Prepared childbirth, as discussed on this website, presents a variety of options, allowing you to select the tools you desire to individualize your birth. The basis for the breathing techniques is the Lamaze method, named for the French doctor, Fernand Lamaze, who discovered that laboring women could benefit from the conditioning techniques originated by the Russian scientist Ivan Pavlov. Prepared childbirth, however, is more than just relaxing and breathing. It is an attitude whereby a couple accepts responsibility for their childbirth experience. This method requires you to become familiar with many techniques and procedures. You can then utilize those that provide the most benefit and comfort during your particular labor. This is why there is no success or failure. Since each childbirth is unique and unpredictable, you are prepared to deal with any situation that may arise. The ultimate experience is achieved when you make informed decisions concerning the management of your labor and delivery. This can be accomplished only through education and preparation. It also requires the knowledgeable seeking-out of those birthing facilities and caregivers that will most enhance the type of birth you desire.

As in many scientific and medical fields, the techniques of prepared childbirth are constantly changing. The Lamaze of today is quite different from that Dr. Lamaze’s day, over 55 years ago. Aware childbirth educators are constantly updating and revising their teaching methods in order to incorporate the relaxation and breathing techniques and other pain-relief strategies that have been found most beneficial. The techniques presented on this website are of the latest available today.

What This Website Will Do For You?

The purpose of Parent Resource Network is twofold. First, the website provides the tools to be utilized by you, the expectant couples, throughout pregnancy and birth. Some of these tools must be studied and practiced many times for maximum benefit. Second, the website conveys an attitude, one of awareness and responsibility. It is through this attitude that couples can make educated decisions.
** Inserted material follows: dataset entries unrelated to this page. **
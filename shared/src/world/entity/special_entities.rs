use crate::{types::EntityNumber, world::entity::crdt_entity::CrdtEntity};

/// Numbers below this are owned by the engine and never handed out to scenes
pub const RESERVED_STATIC_ENTITIES: EntityNumber = 512;

pub const SCENE_ROOT_ENTITY: CrdtEntity = CrdtEntity::new(0);
pub const PLAYER_ENTITY: CrdtEntity = CrdtEntity::new(1);
pub const CAMERA_ENTITY: CrdtEntity = CrdtEntity::new(2);

// Engine-side entities created on demand (e.g. other players' avatars)
pub const OTHER_PLAYER_ENTITIES_FROM: EntityNumber = 32;
pub const OTHER_PLAYER_ENTITIES_TO: EntityNumber = 256;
How To Use Information On This Website

Parent Resource Network website is intended to be used in conjunction with early pregnancy, childbirth preparation, breastfeeding, and new mothers’ classes. The section on cesarean birth also makes it an appropriate manual for cesarean preparation classes. When used individually, rather than in class setting, the whole sections on this website should first be quickly and thoroughly read from the very first post to the last one. Then, the various sections should be studied in more detail according to the current stage of pregnancy–for example, the nutrition section should be read during the early months of pregnancy, the relaxation and breathing section during the later months. The newborn, infant feeding, and parenting sections can provide a handy reference guide after your baby is born.

When reading through the website, please note that for the sake of clarity, the pronoun she is used in reference to the woman, midwife, or nurse. The pronoun he is used when referring to the labor partner, baby, or doctor.

Whether this is your first birth or your first “prepared” birth, the information on this website will enable you to make your journey from pregnancy to parenthood a truly rewarding and memorable experience.